◆ WORK REQUIRED
From the data below, return the exact lines starting at the line containing "state and composition." and ending at the line containing "file-backed saves under", both included, and nothing else.

---

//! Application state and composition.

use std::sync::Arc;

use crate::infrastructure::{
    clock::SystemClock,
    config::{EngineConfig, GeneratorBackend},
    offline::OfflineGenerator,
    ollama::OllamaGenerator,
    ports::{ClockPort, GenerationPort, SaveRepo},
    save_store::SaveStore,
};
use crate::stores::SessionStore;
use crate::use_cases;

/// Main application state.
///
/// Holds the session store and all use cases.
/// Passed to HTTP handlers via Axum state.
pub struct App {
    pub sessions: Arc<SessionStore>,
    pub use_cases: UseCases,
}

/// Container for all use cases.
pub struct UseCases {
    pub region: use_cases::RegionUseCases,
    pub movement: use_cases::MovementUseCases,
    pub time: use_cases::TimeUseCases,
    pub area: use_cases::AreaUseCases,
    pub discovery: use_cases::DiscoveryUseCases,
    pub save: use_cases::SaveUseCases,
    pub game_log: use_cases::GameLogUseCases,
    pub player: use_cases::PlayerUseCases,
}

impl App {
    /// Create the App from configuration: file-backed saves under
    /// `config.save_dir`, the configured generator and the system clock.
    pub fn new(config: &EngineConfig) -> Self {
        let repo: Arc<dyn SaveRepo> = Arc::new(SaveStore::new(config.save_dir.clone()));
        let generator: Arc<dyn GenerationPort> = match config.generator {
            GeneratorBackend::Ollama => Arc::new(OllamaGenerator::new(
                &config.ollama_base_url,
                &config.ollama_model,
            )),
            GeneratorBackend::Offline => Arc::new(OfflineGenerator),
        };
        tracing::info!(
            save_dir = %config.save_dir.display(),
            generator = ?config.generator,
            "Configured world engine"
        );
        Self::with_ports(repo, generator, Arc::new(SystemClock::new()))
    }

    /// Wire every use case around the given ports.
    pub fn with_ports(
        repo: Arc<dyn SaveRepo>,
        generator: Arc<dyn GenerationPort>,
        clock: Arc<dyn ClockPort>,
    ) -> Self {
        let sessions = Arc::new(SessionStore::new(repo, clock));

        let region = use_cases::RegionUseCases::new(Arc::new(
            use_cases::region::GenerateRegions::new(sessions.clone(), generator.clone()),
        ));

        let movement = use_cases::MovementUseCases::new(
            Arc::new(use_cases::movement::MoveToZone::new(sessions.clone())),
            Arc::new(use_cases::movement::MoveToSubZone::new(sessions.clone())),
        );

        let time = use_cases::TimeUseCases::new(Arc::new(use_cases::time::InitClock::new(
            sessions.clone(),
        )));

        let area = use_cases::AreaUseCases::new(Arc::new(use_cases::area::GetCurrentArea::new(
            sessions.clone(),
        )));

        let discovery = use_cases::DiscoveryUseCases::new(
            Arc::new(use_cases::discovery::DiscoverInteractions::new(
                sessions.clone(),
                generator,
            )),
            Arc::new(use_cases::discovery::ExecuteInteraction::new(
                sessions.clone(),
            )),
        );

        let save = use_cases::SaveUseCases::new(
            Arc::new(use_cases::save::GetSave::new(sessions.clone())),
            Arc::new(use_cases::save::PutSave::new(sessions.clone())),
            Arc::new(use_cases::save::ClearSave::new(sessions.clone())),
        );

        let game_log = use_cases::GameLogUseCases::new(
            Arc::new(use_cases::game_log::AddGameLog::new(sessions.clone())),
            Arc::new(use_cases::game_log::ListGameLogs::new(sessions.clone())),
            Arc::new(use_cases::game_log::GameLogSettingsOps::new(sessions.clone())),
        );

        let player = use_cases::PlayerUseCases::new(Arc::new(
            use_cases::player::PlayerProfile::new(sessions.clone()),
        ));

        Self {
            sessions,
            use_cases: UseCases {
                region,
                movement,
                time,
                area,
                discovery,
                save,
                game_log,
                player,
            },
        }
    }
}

---

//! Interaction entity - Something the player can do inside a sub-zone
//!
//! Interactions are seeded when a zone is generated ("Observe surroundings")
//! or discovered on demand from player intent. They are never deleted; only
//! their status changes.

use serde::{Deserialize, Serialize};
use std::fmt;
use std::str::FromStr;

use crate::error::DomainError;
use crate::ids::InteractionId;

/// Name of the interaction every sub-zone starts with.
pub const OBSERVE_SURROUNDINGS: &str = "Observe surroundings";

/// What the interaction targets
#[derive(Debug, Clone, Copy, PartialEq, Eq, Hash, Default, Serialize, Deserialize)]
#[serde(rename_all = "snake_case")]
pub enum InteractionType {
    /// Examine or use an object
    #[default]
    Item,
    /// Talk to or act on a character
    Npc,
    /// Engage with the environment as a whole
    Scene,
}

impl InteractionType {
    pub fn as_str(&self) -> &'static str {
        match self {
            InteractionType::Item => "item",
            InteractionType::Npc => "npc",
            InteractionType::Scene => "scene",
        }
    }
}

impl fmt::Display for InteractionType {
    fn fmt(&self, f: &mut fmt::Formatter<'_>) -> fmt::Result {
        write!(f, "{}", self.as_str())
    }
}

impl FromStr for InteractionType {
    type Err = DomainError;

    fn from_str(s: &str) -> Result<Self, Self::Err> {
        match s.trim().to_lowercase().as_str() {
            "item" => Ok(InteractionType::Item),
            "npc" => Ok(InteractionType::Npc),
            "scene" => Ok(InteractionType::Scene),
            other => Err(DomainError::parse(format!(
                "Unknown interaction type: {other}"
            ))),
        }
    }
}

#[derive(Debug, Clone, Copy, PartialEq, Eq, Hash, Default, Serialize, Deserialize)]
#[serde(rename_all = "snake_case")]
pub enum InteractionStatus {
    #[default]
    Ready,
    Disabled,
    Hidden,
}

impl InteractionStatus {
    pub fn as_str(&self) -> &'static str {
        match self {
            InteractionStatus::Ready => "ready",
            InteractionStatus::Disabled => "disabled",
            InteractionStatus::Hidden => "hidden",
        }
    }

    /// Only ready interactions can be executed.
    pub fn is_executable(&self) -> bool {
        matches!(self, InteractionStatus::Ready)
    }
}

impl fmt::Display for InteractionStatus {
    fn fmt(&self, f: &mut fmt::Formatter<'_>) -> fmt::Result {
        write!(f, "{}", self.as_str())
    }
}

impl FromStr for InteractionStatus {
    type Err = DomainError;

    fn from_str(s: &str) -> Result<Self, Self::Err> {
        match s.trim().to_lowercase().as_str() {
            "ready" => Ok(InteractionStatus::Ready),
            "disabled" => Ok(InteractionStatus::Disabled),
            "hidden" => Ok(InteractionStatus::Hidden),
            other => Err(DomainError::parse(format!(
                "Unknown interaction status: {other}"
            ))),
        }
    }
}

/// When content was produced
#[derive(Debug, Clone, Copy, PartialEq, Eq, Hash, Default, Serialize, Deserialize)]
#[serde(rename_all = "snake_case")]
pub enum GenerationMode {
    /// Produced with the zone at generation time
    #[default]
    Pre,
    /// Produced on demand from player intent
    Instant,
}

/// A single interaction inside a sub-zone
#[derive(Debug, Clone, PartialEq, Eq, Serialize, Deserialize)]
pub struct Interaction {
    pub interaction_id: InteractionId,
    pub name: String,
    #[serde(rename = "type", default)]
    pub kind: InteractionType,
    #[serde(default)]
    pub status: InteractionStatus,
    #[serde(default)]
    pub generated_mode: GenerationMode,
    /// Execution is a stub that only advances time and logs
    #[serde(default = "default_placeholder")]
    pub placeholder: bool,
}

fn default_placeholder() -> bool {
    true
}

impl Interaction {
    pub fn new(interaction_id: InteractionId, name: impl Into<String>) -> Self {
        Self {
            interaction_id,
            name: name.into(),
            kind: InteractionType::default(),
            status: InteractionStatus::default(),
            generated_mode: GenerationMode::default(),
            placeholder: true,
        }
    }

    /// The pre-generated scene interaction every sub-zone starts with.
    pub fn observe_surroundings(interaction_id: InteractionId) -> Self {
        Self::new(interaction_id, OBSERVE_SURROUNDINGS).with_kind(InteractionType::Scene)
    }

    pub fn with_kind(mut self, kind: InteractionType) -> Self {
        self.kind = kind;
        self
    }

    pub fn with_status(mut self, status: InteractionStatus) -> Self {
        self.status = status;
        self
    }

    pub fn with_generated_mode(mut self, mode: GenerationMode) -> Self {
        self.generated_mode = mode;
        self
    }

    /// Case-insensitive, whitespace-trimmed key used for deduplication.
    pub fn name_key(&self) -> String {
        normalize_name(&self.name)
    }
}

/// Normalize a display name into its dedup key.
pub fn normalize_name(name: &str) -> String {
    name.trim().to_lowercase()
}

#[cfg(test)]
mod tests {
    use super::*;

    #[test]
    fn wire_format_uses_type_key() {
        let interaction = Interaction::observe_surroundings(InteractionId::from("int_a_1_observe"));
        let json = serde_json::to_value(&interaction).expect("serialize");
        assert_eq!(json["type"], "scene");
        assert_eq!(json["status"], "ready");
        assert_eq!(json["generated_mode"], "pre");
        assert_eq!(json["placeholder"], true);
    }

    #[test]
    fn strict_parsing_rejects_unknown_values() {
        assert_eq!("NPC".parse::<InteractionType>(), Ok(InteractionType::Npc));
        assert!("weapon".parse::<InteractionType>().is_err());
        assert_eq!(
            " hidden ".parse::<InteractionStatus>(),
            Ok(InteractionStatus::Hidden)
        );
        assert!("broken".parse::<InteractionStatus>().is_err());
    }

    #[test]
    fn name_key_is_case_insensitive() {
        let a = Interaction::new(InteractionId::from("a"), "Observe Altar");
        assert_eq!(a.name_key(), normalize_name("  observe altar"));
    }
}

---

◆ RESPONSE TO THIS TASK
//! Application state and composition.

use std::sync::Arc;

use crate::infrastructure::{
    clock::SystemClock,
    config::{EngineConfig, GeneratorBackend},
    offline::OfflineGenerator,
    ollama::OllamaGenerator,
    ports::{ClockPort, GenerationPort, SaveRepo},
    save_store::SaveStore,
};
use crate::stores::SessionStore;
use crate::use_cases;

/// Main application state.
///
/// Holds the session store and all use cases.
/// Passed to HTTP handlers via Axum state.
pub struct App {
    pub sessions: Arc<SessionStore>,
    pub use_cases: UseCases,
}

/// Container for all use cases.
pub struct UseCases {
    pub region: use_cases::RegionUseCases,
    pub movement: use_cases::MovementUseCases,
    pub time: use_cases::TimeUseCases,
    pub area: use_cases::AreaUseCases,
    pub discovery: use_cases::DiscoveryUseCases,
    pub save: use_cases::SaveUseCases,
    pub game_log: use_cases::GameLogUseCases,
    pub player: use_cases::PlayerUseCases,
}

impl App {
    /// Create the App from configuration: file-backed saves under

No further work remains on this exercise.